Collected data
use std::sync::Arc;

use tower_http::cors::CorsLayer;
use tracing_subscriber::EnvFilter;

use botfsm_backend::api::{self, AppState};
use botfsm_backend::config::Config;
use botfsm_backend::engine::config::DEFAULT_INITIAL_HEALTH;
use botfsm_backend::engine::BotRegistry;
use botfsm_backend::events::EventHub;
use botfsm_backend::metrics;

#[tokio::main]
async fn main() -> std::io::Result<()> {
    tracing_subscriber::fmt()
        .with_env_filter(
            EnvFilter::try_from_default_env().unwrap_or_else(|_| EnvFilter::new("info")),
        )
        .init();

    let config = Config::load();
    metrics::register_metrics();

    let registry = Arc::new(BotRegistry::with_monotonic_clock(config.rng_seed));
    tracing::info!(seed = registry.seed(), "Bot registry ready");
    let state = AppState::new(registry, EventHub::new(config.event_buffer));

    for _ in 0..config.seed_bots {
        match state.create_bot(i64::from(DEFAULT_INITIAL_HEALTH)) {
            Ok(bot) => tracing::info!("Seeded bot {}", bot.bot_id),
            Err(e) => tracing::error!("Failed to seed bot: {e}"),
        }
    }

    let app = api::router(state, config.static_dir.clone()).layer(CorsLayer::permissive());

    let addr = format!("0.0.0.0:{}", config.port);
    let listener = tokio::net::TcpListener::bind(&addr).await.map_err(|e| {
        tracing::error!("Failed to bind to {addr}: {e}");
        e
    })?;

    tracing::info!("Bot FSM backend listening on {addr}");
    axum::serve(listener, app).await.map_err(|e| {
        tracing::error!("Server error: {e}");
        e
    })
}
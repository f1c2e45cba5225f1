use std::fmt;
use std::str::FromStr;

use serde::{Serialize, Serializer};

use super::config::BOT_ID_PREFIX;
use super::error::BotError;

/// Registry-assigned bot identifier. Displays as `bot_<n>`; `n` starts at 1
/// and is never reused within a registry.
#[derive(Debug, Clone, Copy, PartialEq, Eq, Hash, PartialOrd, Ord)]
pub struct BotId(u64);

impl BotId {
    pub fn new(sequence: u64) -> Self {
        BotId(sequence)
    }

    pub fn sequence(&self) -> u64 {
        self.0
    }
}

impl fmt::Display for BotId {
    fn fmt(&self, f: &mut fmt::Formatter<'_>) -> fmt::Result {
        write!(f, "{}{}", BOT_ID_PREFIX, self.0)
    }
}

impl FromStr for BotId {
    type Err = BotError;

    /// Only the canonical form parses, so `bot_01` never aliases `bot_1`.
    fn from_str(s: &str) -> Result<Self, Self::Err> {
        let id = s
            .strip_prefix(BOT_ID_PREFIX)
            .and_then(|n| n.parse::<u64>().ok())
            .map(BotId)
            .ok_or_else(|| BotError::not_found(s))?;
        if id.to_string() != s {
            return Err(BotError::not_found(s));
        }
        Ok(id)
    }
}

impl Serialize for BotId {
    fn serialize<S: Serializer>(&self, serializer: S) -> Result<S::Ok, S::Error> {
        serializer.collect_str(self)
    }
}
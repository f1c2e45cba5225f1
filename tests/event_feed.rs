// Integration tests for the WebSocket event feed and the HTTP API served
// on a real listener.

use std::sync::Arc;
use std::time::Duration;

use axum::body::Body;
use axum::http::{Method, Request, StatusCode};
use futures::StreamExt;
use serde_json::{json, Value};
use tokio_tungstenite::{connect_async, tungstenite::protocol::Message};
use tower::ServiceExt;

use botfsm_backend::api::{self, AppState};
use botfsm_backend::engine::{BotRegistry, ManualClock};
use botfsm_backend::events::EventHub;

fn test_state() -> AppState {
    let registry = BotRegistry::new(Arc::new(ManualClock::new()), 99);
    AppState::new(Arc::new(registry), EventHub::new(64))
}

/// Serve the router on an ephemeral port and return its address.
async fn spawn_server(state: AppState) -> String {
    let listener = tokio::net::TcpListener::bind("127.0.0.1:0").await.unwrap();
    let addr = listener.local_addr().unwrap();
    let app = api::router(state, None);
    tokio::spawn(async move {
        axum::serve(listener, app).await.unwrap();
    });
    addr.to_string()
}

async fn next_json<S>(ws: &mut S) -> Value
where
    S: futures::Stream<Item = Result<Message, tokio_tungstenite::tungstenite::Error>> + Unpin,
{
    loop {
        let msg = tokio::time::timeout(Duration::from_secs(5), ws.next())
            .await
            .expect("Timed out waiting for event")
            .expect("Stream closed")
            .expect("WebSocket error");
        if let Message::Text(text) = msg {
            return serde_json::from_str(&text).unwrap();
        }
    }
}

async fn post(app: &axum::Router, uri: &str, body: Value) -> StatusCode {
    let request = Request::builder()
        .method(Method::POST)
        .uri(uri)
        .header("content-type", "application/json")
        .body(Body::from(body.to_string()))
        .unwrap();
    app.clone().oneshot(request).await.unwrap().status()
}

#[tokio::test]
async fn test_new_subscriber_gets_bot_list_first() {
    let state = test_state();
    state.create_bot(100).unwrap();
    state.create_bot(80).unwrap();
    let addr = spawn_server(state).await;

    let (mut ws, _) = connect_async(format!("ws://{addr}/ws/bots")).await.unwrap();
    let first = next_json(&mut ws).await;
    assert_eq!(first["type"], "bots_list");
    let bots = first["bots"].as_array().unwrap();
    assert_eq!(bots.len(), 2);
    assert_eq!(bots[0]["bot_id"], "bot_1");
    assert_eq!(bots[1]["max_health"], 80);
}

#[tokio::test]
async fn test_feed_follows_mutations() {
    let state = test_state();
    let addr = spawn_server(state.clone()).await;
    let app = api::router(state.clone(), None);

    let (mut ws, _) = connect_async(format!("ws://{addr}/ws/bots")).await.unwrap();
    let first = next_json(&mut ws).await;
    assert_eq!(first["type"], "bots_list");
    assert_eq!(first["bots"].as_array().unwrap().len(), 0);

    // The handler subscribes before sending the list, so once the list
    // arrives every later event is delivered.
    assert_eq!(post(&app, "/api/bots", json!({})).await, StatusCode::CREATED);
    let event = next_json(&mut ws).await;
    assert_eq!(event["type"], "bot_created");
    assert_eq!(event["state"]["bot_id"], "bot_1");

    let seen = json!({ "player_visible": true, "player_distance": 5.0 });
    assert_eq!(post(&app, "/api/bots/bot_1/update", seen).await, StatusCode::OK);
    let event = next_json(&mut ws).await;
    assert_eq!(event["type"], "bot_transition");
    assert_eq!(event["bot_id"], "bot_1");
    assert_eq!(event["from"], "idle");
    assert_eq!(event["to"], "chase");
    assert_eq!(event["reason"], "Player detected nearby");

    assert_eq!(
        post(&app, "/api/bots/bot_1/damage", json!({ "damage": 40 })).await,
        StatusCode::OK
    );
    let event = next_json(&mut ws).await;
    assert_eq!(event["type"], "bot_updated");
    assert_eq!(event["state"]["health"], 60);

    assert_eq!(post(&app, "/api/bots/reset", json!({})).await, StatusCode::OK);
    let event = next_json(&mut ws).await;
    assert_eq!(event["type"], "bots_reset");
    assert_eq!(event["bot_count"], 1);
}

#[tokio::test]
async fn test_concurrent_http_clients() {
    let state = test_state();
    let app = api::router(state.clone(), None);

    let creates: Vec<_> = (0..20)
        .map(|_| {
            let app = app.clone();
            tokio::spawn(async move { post(&app, "/api/bots", json!({})).await })
        })
        .collect();
    for handle in creates {
        assert_eq!(handle.await.unwrap(), StatusCode::CREATED);
    }
    assert_eq!(state.registry.len(), 20);

    let hits: Vec<_> = (0..50)
        .map(|_| {
            let app = app.clone();
            tokio::spawn(async move {
                post(&app, "/api/bots/bot_7/damage", json!({ "damage": 1 })).await
            })
        })
        .collect();
    for handle in hits {
        assert_eq!(handle.await.unwrap(), StatusCode::OK);
    }
    let health = state.registry.with_bot("bot_7", |bot| bot.health()).unwrap();
    assert_eq!(health, 50);
}
use std::{sync::Arc, time::Duration};

use axum::{
	body::Body,
	response::{IntoResponse, Response},
};
use governor::{
	clock::QuantaInstant,
	middleware::{RateLimitingMiddleware, StateInformationMiddleware},
};
use tower_governor::{
	governor::{GovernorConfig, GovernorConfigBuilder},
	key_extractor::{KeyExtractor, PeerIpKeyExtractor},
	GovernorError,
};

use crate::error::AppError;

pub type Limit = Arc<GovernorConfig<PeerIpKeyExtractor, StateInformationMiddleware>>;

/// Allows 10 requests per second per peer address, with bursts of up to 50.
///
/// Returns `None` if the quota is rejected by the builder.
pub fn default() -> Option<Limit> {
	GovernorConfigBuilder::default()
		.per_second(10)
		.burst_size(50)
		.use_headers()
		.error_handler(error_handler)
		.finish()
		.map(Arc::new)
}

fn error_handler(error: GovernorError) -> Response<Body> {
	AppError::from(error).into_response()
}

/// Periodically drops rate limiting state for peers that have not been seen recently.
pub fn cleanup_old_limits<T, M>(configs: &[&Arc<GovernorConfig<T, M>>])
where
	T: KeyExtractor,
	<T as KeyExtractor>::Key: Send + Sync + 'static,
	M: RateLimitingMiddleware<QuantaInstant> + Send + Sync + 'static,
{
	let limiters = configs
		.iter()
		.map(|config| config.limiter().clone())
		.collect::<Vec<_>>();
	let interval = Duration::from_secs(60);

	std::thread::spawn(move || loop {
		std::thread::sleep(interval);

		for limiter in &limiters {
			tracing::debug!("rate limiting storage size: {}", limiter.len());

			limiter.retain_recent();
		}
	});
}
pub use crate::{
	interaction::Listing,
	model::{CommentView, CreateCommentInput, CreatePostInput, Post, PostView, UpdatePostInput},
	route::model::{IdInput, Paginate},
};

use schemars::JsonSchema;
use serde::{Deserialize, Serialize};
use uuid::Uuid;
use validator::Validate;

/// A post as stored, with likes and comments as plain ids.
#[derive(Serialize, JsonSchema)]
pub struct PostData {
	pub post: Post,
}

/// A post with its author, likers and comments expanded.
#[derive(Serialize, JsonSchema)]
pub struct PostDetailsData {
	pub post: PostView,
}

#[derive(Serialize, JsonSchema)]
pub struct CommentData {
	pub comment: CommentView,
}

#[derive(Deserialize, Validate, JsonSchema)]
pub struct CommentIdInput {
	/// The post the comment belongs to.
	pub id: Uuid,
	pub comment_id: Uuid,
}
mod route;

use proc_macro::TokenStream;

/// Creates a new documentation function for the route, named after the original function with the suffix `_docs`.
///
/// The first line of the doc comment becomes the summary and the remaining lines the description.
/// Additional responses can be documented with `response(status = 201, shape = "Created<T>")`.
#[proc_macro_attribute]
pub fn route(args: TokenStream, input: TokenStream) -> TokenStream {
	route::from_input(args, input)
}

• _Exercise_: Give back exactly the lines above, from the line containing "use std::str::FromStr;" through the line containing "HTTP API served", with both end lines and nothing more.

• _Solution to this problem_:
use std::str::FromStr;

use serde::{Serialize, Serializer};

use super::config::BOT_ID_PREFIX;
use super::error::BotError;

/// Registry-assigned bot identifier. Displays as `bot_<n>`; `n` starts at 1
/// and is never reused within a registry.
#[derive(Debug, Clone, Copy, PartialEq, Eq, Hash, PartialOrd, Ord)]
pub struct BotId(u64);

impl BotId {
    pub fn new(sequence: u64) -> Self {
        BotId(sequence)
    }

    pub fn sequence(&self) -> u64 {
        self.0
    }
}

impl fmt::Display for BotId {
    fn fmt(&self, f: &mut fmt::Formatter<'_>) -> fmt::Result {
        write!(f, "{}{}", BOT_ID_PREFIX, self.0)
    }
}

impl FromStr for BotId {
    type Err = BotError;

    /// Only the canonical form parses, so `bot_01` never aliases `bot_1`.
    fn from_str(s: &str) -> Result<Self, Self::Err> {
        let id = s
            .strip_prefix(BOT_ID_PREFIX)
            .and_then(|n| n.parse::<u64>().ok())
            .map(BotId)
            .ok_or_else(|| BotError::not_found(s))?;
        if id.to_string() != s {
            return Err(BotError::not_found(s));
        }
        Ok(id)
    }
}

impl Serialize for BotId {
    fn serialize<S: Serializer>(&self, serializer: S) -> Result<S::Ok, S::Error> {
        serializer.collect_str(self)
    }
}
repository f1c2e45cba5225f1
filename tests/event_feed.rs
// Integration tests for the WebSocket event feed and the HTTP API served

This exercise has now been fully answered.